For the string "recommendations", work out how many lines of the data contain it and give that number with nothing added.

:: MATERIAL FOR THIS EXERCISE ::

"""

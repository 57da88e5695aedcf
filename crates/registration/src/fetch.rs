//! Single-entity lookups for find-or-create
//!
//! Find-or-create expects at most one match. More than one is a
//! consistency problem of the store (for instance two concurrent
//! registrations that both created), never an error: it is logged and the
//! first match is used.

use tracing::{info, warn};

use neurosim_core::{Entity, EntityFilter, EntityStore, EntityType, Revision, SimilarityResult};

/// The single entity matching `filter`, if any
pub fn fetch_one(
    store: &dyn EntityStore,
    filter: &EntityFilter,
    what: &str,
) -> SimilarityResult<Option<Entity>> {
    let mut found = store.search(filter)?;

    if found.is_empty() {
        info!(target: "neurosim::registry", "{} does not exist", capitalize(what));
        return Ok(None);
    }
    if found.len() > 1 {
        warn!(
            target: "neurosim::registry",
            matches = found.len(),
            "More than one {} match, returning first one",
            what
        );
    }
    Ok(Some(found.swap_remove(0)))
}

/// Non-deprecated entity of a type by exact name, optionally at a revision
///
/// The name is matched on the latest revision; a requested revision is
/// then read back from the entity's history.
pub fn fetch_by_name(
    store: &dyn EntityStore,
    entity_type: EntityType,
    name: &str,
    rev: Option<Revision>,
    what: &str,
) -> SimilarityResult<Option<Entity>> {
    let filter = EntityFilter::of_type(entity_type).named(name).active();
    let Some(latest) = fetch_one(store, &filter, what)? else {
        return Ok(None);
    };
    match rev {
        Some(rev) if latest.rev() != Some(rev) => {
            let found = store.retrieve(&latest.id, Some(rev))?;
            if found.is_none() {
                info!(target: "neurosim::registry", rev, "{} has no revision {}", capitalize(what), rev);
            }
            Ok(found)
        }
        _ => Ok(Some(latest)),
    }
}

fn capitalize(s: &str) -> String {
    let mut chars = s.chars();
    match chars.next() {
        Some(first) => first.to_uppercase().chain(chars).collect(),
        None => String::new(),
    }
}
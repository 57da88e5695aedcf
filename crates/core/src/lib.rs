//! Core types and collaborator contracts for neurosim
//!
//! This crate defines the foundational types used throughout the system:
//! - EntityKey / Revision: opaque identity + revision of source entities
//! - Bucket: an org/project pair where entities and views live
//! - Entity / EntityBody: stored records with derivation and generation
//! - SimilarityFormula: scoring formulas in script and native form
//! - Statistic: score population summaries
//! - SimilarityError: error type hierarchy
//! - Traits: EntityStore, ScoringIndex, ViewService

#![warn(missing_docs)]
#![warn(clippy::all)]

pub mod entity;
pub mod error;
pub mod formula;
pub mod statistic;
pub mod traits;
pub mod types;

pub use entity::{
    CatalogPart, Distribution, Entity, EntityBody, EntityFilter, EntityRef, Generation,
    SeriesEntry, SoftwareAgent, StoreMetadata,
};
pub use error::{SimilarityError, SimilarityResult};
pub use formula::SimilarityFormula;
pub use statistic::Statistic;
pub use traits::{
    ActionResult, EntityStore, IndexedVector, Neighbor, ScoringIndex, StoreProvider, ViewDefinition,
    ViewMapping, ViewRef, ViewService, DENSE_VECTOR_LIMIT, DISTRIBUTION_FIELD,
};
pub use types::{last_segment, Bucket, EntityKey, EntityType, FeatureVector, Revision};
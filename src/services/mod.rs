pub mod corpus;
pub mod detection;
pub mod dietary;
pub mod lexical;
pub mod recommendations;
pub mod substitutions;

pub use detection::{IngredientDetector, RandomIngredientDetector};
pub use dietary::{is_diet_compatible, DietaryRestriction};
pub use recommendations::{RecommendationEngine, ScoringPolicy};
pub use substitutions::substitutes_for;
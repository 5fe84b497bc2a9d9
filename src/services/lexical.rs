//! TF-IDF vector space over recipe text profiles.
//!
//! Each recipe is described by a profile string (ingredients, cuisine,
//! difficulty, dietary descriptors). The index tokenizes profiles into
//! unigrams and adjacent bigrams with English stop words removed, fits a
//! smoothed inverse document frequency over the corpus and stores one
//! L2-normalised sparse vector per recipe. Queries are projected with the
//! fitted vocabulary; unknown terms carry no weight.

use std::collections::{HashMap, HashSet};

use crate::models::Recipe;

/// Sparse vector of (term index, weight), sorted by term index
type SparseVector = Vec<(usize, f64)>;

const STOP_WORDS: &[&str] = &[
    "a", "about", "above", "after", "again", "against", "all", "also", "am", "an", "and", "any",
    "are", "as", "at", "be", "because", "been", "before", "being", "below", "between", "both",
    "but", "by", "can", "could", "did", "do", "does", "doing", "down", "during", "each", "few",
    "for", "from", "further", "had", "has", "have", "having", "he", "her", "here", "hers",
    "herself", "him", "himself", "his", "how", "i", "if", "in", "into", "is", "it", "its",
    "itself", "just", "me", "more", "most", "my", "myself", "no", "nor", "not", "now", "of",
    "off", "on", "once", "only", "or", "other", "our", "ours", "ourselves", "out", "over", "own",
    "same", "she", "should", "so", "some", "such", "than", "that", "the", "their", "theirs",
    "them", "themselves", "then", "there", "these", "they", "this", "those", "through", "to",
    "too", "under", "until", "up", "very", "was", "we", "were", "what", "when", "where", "which",
    "while", "who", "whom", "why", "will", "with", "would", "you", "your", "yours", "yourself",
    "yourselves",
];

/// Fitted TF-IDF index, aligned with corpus positions
#[derive(Debug, Clone)]
pub struct LexicalIndex {
    vocabulary: HashMap<String, usize>,
    idf: Vec<f64>,
    vectors: Vec<SparseVector>,
}

impl LexicalIndex {
    /// Fits the index over the recipes' text profiles
    ///
    /// Returns `None` for an empty corpus; similarity is then 0 everywhere.
    pub fn fit(recipes: &[Recipe]) -> Option<Self> {
        if recipes.is_empty() {
            return None;
        }

        let documents: Vec<Vec<String>> = recipes
            .iter()
            .map(|recipe| terms(&recipe_profile(recipe)))
            .collect();

        let mut vocabulary: HashMap<String, usize> = HashMap::new();
        let mut document_frequency: Vec<usize> = Vec::new();

        for document in &documents {
            let mut seen_in_document = HashSet::new();
            for term in document {
                let next_index = vocabulary.len();
                let index = *vocabulary.entry(term.clone()).or_insert(next_index);
                if index == document_frequency.len() {
                    document_frequency.push(0);
                }
                if seen_in_document.insert(index) {
                    document_frequency[index] += 1;
                }
            }
        }

        let n = documents.len() as f64;
        let idf: Vec<f64> = document_frequency
            .iter()
            .map(|&df| ((1.0 + n) / (1.0 + df as f64)).ln() + 1.0)
            .collect();

        let mut index = Self {
            vocabulary,
            idf,
            vectors: Vec::with_capacity(documents.len()),
        };
        let vectors = documents.iter().map(|doc| index.vectorize(doc)).collect();
        index.vectors = vectors;

        tracing::debug!(
            documents = index.vectors.len(),
            vocabulary = index.vocabulary.len(),
            "Fitted lexical index"
        );

        Some(index)
    }

    pub fn vocabulary_size(&self) -> usize {
        self.vocabulary.len()
    }

    /// Projects query text into the fitted space
    pub fn query_vector(&self, text: &str) -> QueryVector {
        QueryVector(self.vectorize(&terms(text)))
    }

    /// Cosine similarity between a projected query and the recipe at `position`
    pub fn similarity(&self, query: &QueryVector, position: usize) -> Option<f64> {
        self.vectors
            .get(position)
            .map(|vector| sparse_dot(&query.0, vector).clamp(0.0, 1.0))
    }

    /// Similarity of the query text against every recipe, in corpus order
    #[cfg(test)]
    fn similarities(&self, text: &str) -> Vec<f64> {
        let query = self.query_vector(text);
        self.vectors
            .iter()
            .map(|vector| sparse_dot(&query.0, vector).clamp(0.0, 1.0))
            .collect()
    }

    fn vectorize(&self, terms: &[String]) -> SparseVector {
        let mut counts: HashMap<usize, f64> = HashMap::new();
        for term in terms {
            if let Some(&index) = self.vocabulary.get(term) {
                *counts.entry(index).or_insert(0.0) += 1.0;
            }
        }

        let mut vector: SparseVector = counts
            .into_iter()
            .map(|(index, count)| (index, count * self.idf[index]))
            .collect();
        vector.sort_unstable_by_key(|(index, _)| *index);

        let norm = vector.iter().map(|(_, w)| w * w).sum::<f64>().sqrt();
        if norm > 0.0 {
            for (_, weight) in vector.iter_mut() {
                *weight /= norm;
            }
        }
        vector
    }
}

/// A query projected into a fitted index's vector space
#[derive(Debug, Clone)]
pub struct QueryVector(SparseVector);

impl QueryVector {
    /// True when no query term is in the fitted vocabulary
    #[cfg(test)]
    fn is_zero(&self) -> bool {
        self.0.is_empty()
    }
}

/// Text profile of a recipe: ingredients, cuisine, difficulty and dietary descriptors
pub fn recipe_profile(recipe: &Recipe) -> String {
    let mut parts: Vec<&str> = recipe.ingredients.iter().map(String::as_str).collect();
    parts.push(&recipe.cuisine);
    parts.push(&recipe.difficulty);
    if let Some(info) = &recipe.dietary_info {
        parts.extend(info.descriptors());
    }
    parts.join(" ")
}

/// Text profile of a query: its ingredients plus optional cuisine and difficulty hints
pub fn query_profile<S: AsRef<str>>(
    ingredients: &[S],
    cuisine: Option<&str>,
    difficulty: Option<&str>,
) -> String {
    let mut parts: Vec<&str> = ingredients.iter().map(AsRef::as_ref).collect();
    parts.extend(cuisine);
    parts.extend(difficulty);
    parts.join(" ")
}

/// Lower-cased word tokens of two or more characters, stop words removed
fn tokenize(text: &str) -> Vec<String> {
    text.to_lowercase()
        .split(|c: char| !(c.is_alphanumeric() || c == '_'))
        .filter(|token| token.chars().count() >= 2)
        .filter(|token| !STOP_WORDS.contains(token))
        .map(str::to_string)
        .collect()
}

/// Unigrams followed by adjacent bigrams
fn terms(text: &str) -> Vec<String> {
    let tokens = tokenize(text);
    let bigrams: Vec<String> = tokens
        .windows(2)
        .map(|pair| format!("{} {}", pair[0], pair[1]))
        .collect();
    tokens.into_iter().chain(bigrams).collect()
}

fn sparse_dot(a: &[(usize, f64)], b: &[(usize, f64)]) -> f64 {
    let (mut i, mut j) = (0, 0);
    let mut sum = 0.0;
    while i < a.len() && j < b.len() {
        match a[i].0.cmp(&b[j].0) {
            std::cmp::Ordering::Less => i += 1,
            std::cmp::Ordering::Greater => j += 1,
            std::cmp::Ordering::Equal => {
                sum += a[i].1 * b[j].1;
                i += 1;
                j += 1;
            }
        }
    }
    sum
}
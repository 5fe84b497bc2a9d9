use std::collections::HashMap;

use tokio::sync::RwLock;

use crate::{
    db::FeedbackStore,
    error::AppResult,
    models::{Rating, RatingEntry, UserFeedback},
};

/// Process-local feedback store; contents are lost on restart
#[derive(Debug, Default)]
pub struct InMemoryFeedbackStore {
    users: RwLock<HashMap<String, UserFeedback>>,
}

impl InMemoryFeedbackStore {
    pub fn new() -> Self {
        Self::default()
    }
}

#[async_trait::async_trait]
impl FeedbackStore for InMemoryFeedbackStore {
    async fn upsert_rating(
        &self,
        user_id: &str,
        recipe_id: u32,
        rating: Rating,
    ) -> AppResult<RatingEntry> {
        let entry = RatingEntry::now(rating);
        let mut users = self.users.write().await;
        users
            .entry(user_id.to_string())
            .or_default()
            .ratings
            .insert(recipe_id, entry);
        Ok(entry)
    }

    async fn set_favorite(&self, user_id: &str, recipe_id: u32, favorite: bool) -> AppResult<()> {
        let mut users = self.users.write().await;
        let favorites = &mut users.entry(user_id.to_string()).or_default().favorites;
        if favorite {
            favorites.insert(recipe_id);
        } else {
            favorites.remove(&recipe_id);
        }
        Ok(())
    }

    async fn toggle_favorite(&self, user_id: &str, recipe_id: u32) -> AppResult<bool> {
        let mut users = self.users.write().await;
        let favorites = &mut users.entry(user_id.to_string()).or_default().favorites;
        if favorites.remove(&recipe_id) {
            Ok(false)
        } else {
            favorites.insert(recipe_id);
            Ok(true)
        }
    }

    async fn get_user_data(&self, user_id: &str) -> AppResult<UserFeedback> {
        let users = self.users.read().await;
        Ok(users.get(user_id).cloned().unwrap_or_default())
    }

    fn name(&self) -> &'static str {
        "memory"
    }
}

#[cfg(test)]
mod tests {
    use super::*;
    use std::sync::Arc;

    fn rating(value: i64) -> Rating {
        Rating::try_from(value).unwrap()
    }

    #[tokio::test]
    async fn test_unknown_user_has_empty_feedback() {
        let store = InMemoryFeedbackStore::new();
        assert_eq!(
            store.get_user_data("nobody").await.unwrap(),
            UserFeedback::default()
        );
    }

    #[tokio::test]
    async fn test_upsert_rating_replaces_previous() {
        let store = InMemoryFeedbackStore::new();
        store.upsert_rating("alice", 1, rating(2)).await.unwrap();
        store.upsert_rating("alice", 1, rating(5)).await.unwrap();
        store.upsert_rating("alice", 2, rating(3)).await.unwrap();

        let data = store.get_user_data("alice").await.unwrap();
        assert_eq!(data.ratings.len(), 2);
        assert_eq!(data.ratings[&1].rating.value(), 5);
    }

    #[tokio::test]
    async fn test_users_are_isolated() {
        let store = InMemoryFeedbackStore::new();
        store.upsert_rating("alice", 1, rating(4)).await.unwrap();
        store.set_favorite("bob", 1, true).await.unwrap();

        assert!(store.get_user_data("alice").await.unwrap().favorites.is_empty());
        assert!(store.get_user_data("bob").await.unwrap().ratings.is_empty());
    }

    #[tokio::test]
    async fn test_set_and_toggle_favorite() {
        let store = InMemoryFeedbackStore::new();
        store.set_favorite("alice", 3, true).await.unwrap();
        store.set_favorite("alice", 3, true).await.unwrap();
        assert_eq!(store.get_user_data("alice").await.unwrap().favorites.len(), 1);

        assert!(!store.toggle_favorite("alice", 3).await.unwrap());
        assert!(store.toggle_favorite("alice", 3).await.unwrap());

        store.set_favorite("alice", 3, false).await.unwrap();
        assert!(store.get_user_data("alice").await.unwrap().favorites.is_empty());
    }

    #[tokio::test]
    async fn test_concurrent_toggles_are_serialized() {
        let store = Arc::new(InMemoryFeedbackStore::new());
        let mut tasks = Vec::new();

        for _ in 0..10 {
            let store = store.clone();
            tasks.push(tokio::spawn(async move {
                store.toggle_favorite("alice", 7).await.unwrap()
            }));
        }

        let mut added = 0;
        for task in tasks {
            if task.await.unwrap() {
                added += 1;
            }
        }

        // an even number of toggles leaves the recipe unfavorited
        assert_eq!(added, 5);
        assert!(store.get_user_data("alice").await.unwrap().favorites.is_empty());
    }
}
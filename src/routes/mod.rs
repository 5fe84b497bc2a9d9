use axum::{
    extract::{DefaultBodyLimit, State},
    http::StatusCode,
    middleware,
    routing::{get, post},
    Json, Router,
};
use serde_json::{json, Value};
use std::path::PathBuf;
use std::sync::Arc;
use tower::ServiceBuilder;
use tower_http::{cors::CorsLayer, trace::TraceLayer};

use crate::{
    db::FeedbackStore,
    middleware::request_id::{make_span_with_request_id, request_id_middleware},
    services::{IngredientDetector, RecommendationEngine},
};

pub mod feedback;
pub mod ingredients;
pub mod recommendations;

/// User ID applied when a request does not name one
pub const ANONYMOUS_USER: &str = "anonymous";

/// Where uploaded images go and how large they may be
#[derive(Debug, Clone)]
pub struct UploadSettings {
    pub dir: PathBuf,
    pub max_bytes: usize,
}

/// Shared application state
pub struct AppState {
    pub engine: Arc<RecommendationEngine>,
    pub feedback: Arc<dyn FeedbackStore>,
    pub detector: Arc<dyn IngredientDetector>,
    pub upload: UploadSettings,
}

impl AppState {
    pub fn new(
        engine: RecommendationEngine,
        feedback: Arc<dyn FeedbackStore>,
        detector: Arc<dyn IngredientDetector>,
        upload: UploadSettings,
    ) -> Self {
        Self {
            engine: Arc::new(engine),
            feedback,
            detector,
            upload,
        }
    }
}

/// Creates the application router with all routes
pub fn create_router(state: Arc<AppState>) -> Router {
    let body_limit = state.upload.max_bytes;

    Router::new()
        .route("/health", get(health_check))
        .route("/api/health", get(health_check))
        .nest("/api", api_routes(body_limit))
        .with_state(state)
        .layer(
            ServiceBuilder::new()
                .layer(middleware::from_fn(request_id_middleware))
                .layer(TraceLayer::new_for_http().make_span_with(make_span_with_request_id))
                .layer(CorsLayer::permissive()),
        )
}

/// API routes under /api
fn api_routes(body_limit: usize) -> Router<Arc<AppState>> {
    Router::new()
        .route("/ingredients", get(ingredients::list))
        .route(
            "/upload",
            post(ingredients::upload).layer(DefaultBodyLimit::max(body_limit)),
        )
        .route("/recipes/suggest", post(recommendations::suggest))
        .route("/recipes/:recipe_id", get(recommendations::detail))
        .route("/recipes/:recipe_id/rate", post(feedback::rate))
        .route("/recipes/:recipe_id/favorite", post(feedback::favorite))
        .route("/user/data", get(feedback::user_data))
}

/// Health check endpoint
async fn health_check(State(state): State<Arc<AppState>>) -> (StatusCode, Json<Value>) {
    (
        StatusCode::OK,
        Json(json!({
            "status": "healthy",
            "total_recipes": state.engine.recipes().len(),
            "lexical_index": state.engine.lexical_index().is_ok(),
        })),
    )
}
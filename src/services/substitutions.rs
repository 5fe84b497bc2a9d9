/// Ordered substitution table: key ingredient fragment and its alternatives
///
/// Lookup walks this slice in order, so earlier entries win when several
/// keys match the same ingredient.
pub const SUBSTITUTIONS: &[(&str, &[&str])] = &[
    ("butter", &["olive oil", "coconut oil", "margarine"]),
    ("milk", &["almond milk", "soy milk", "coconut milk"]),
    ("eggs", &["flax eggs", "chia eggs", "applesauce"]),
    ("flour", &["almond flour", "coconut flour", "oat flour"]),
    ("sugar", &["honey", "maple syrup", "stevia"]),
    ("chicken", &["tofu", "tempeh", "mushrooms"]),
    ("beef", &["lentils", "black beans", "portobello mushrooms"]),
    ("cheese", &["nutritional yeast", "cashew cheese", "vegan cheese"]),
    ("cream", &["coconut cream", "cashew cream", "silken tofu"]),
    ("bacon", &["tempeh bacon", "coconut bacon", "mushroom bacon"]),
    ("oil", &["butter", "ghee"]),
    ("onion", &["shallots", "garlic"]),
    ("garlic", &["garlic powder", "onion powder"]),
];

/// Substitutes for an ingredient, borrowed from the static table
///
/// Matches when a table key appears inside the ingredient name or the
/// ingredient name appears inside a key (case-insensitive).
pub fn lookup(ingredient: &str) -> &'static [&'static str] {
    let needle = ingredient.trim().to_lowercase();
    if needle.is_empty() {
        return &[];
    }

    SUBSTITUTIONS
        .iter()
        .find(|(key, _)| needle.contains(key) || key.contains(needle.as_str()))
        .map(|(_, subs)| *subs)
        .unwrap_or(&[])
}

/// Substitutes for an ingredient, in preference order
pub fn substitutes_for(ingredient: &str) -> Vec<String> {
    lookup(ingredient).iter().map(|s| s.to_string()).collect()
}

"""

:: RESPONSE AREA ::
5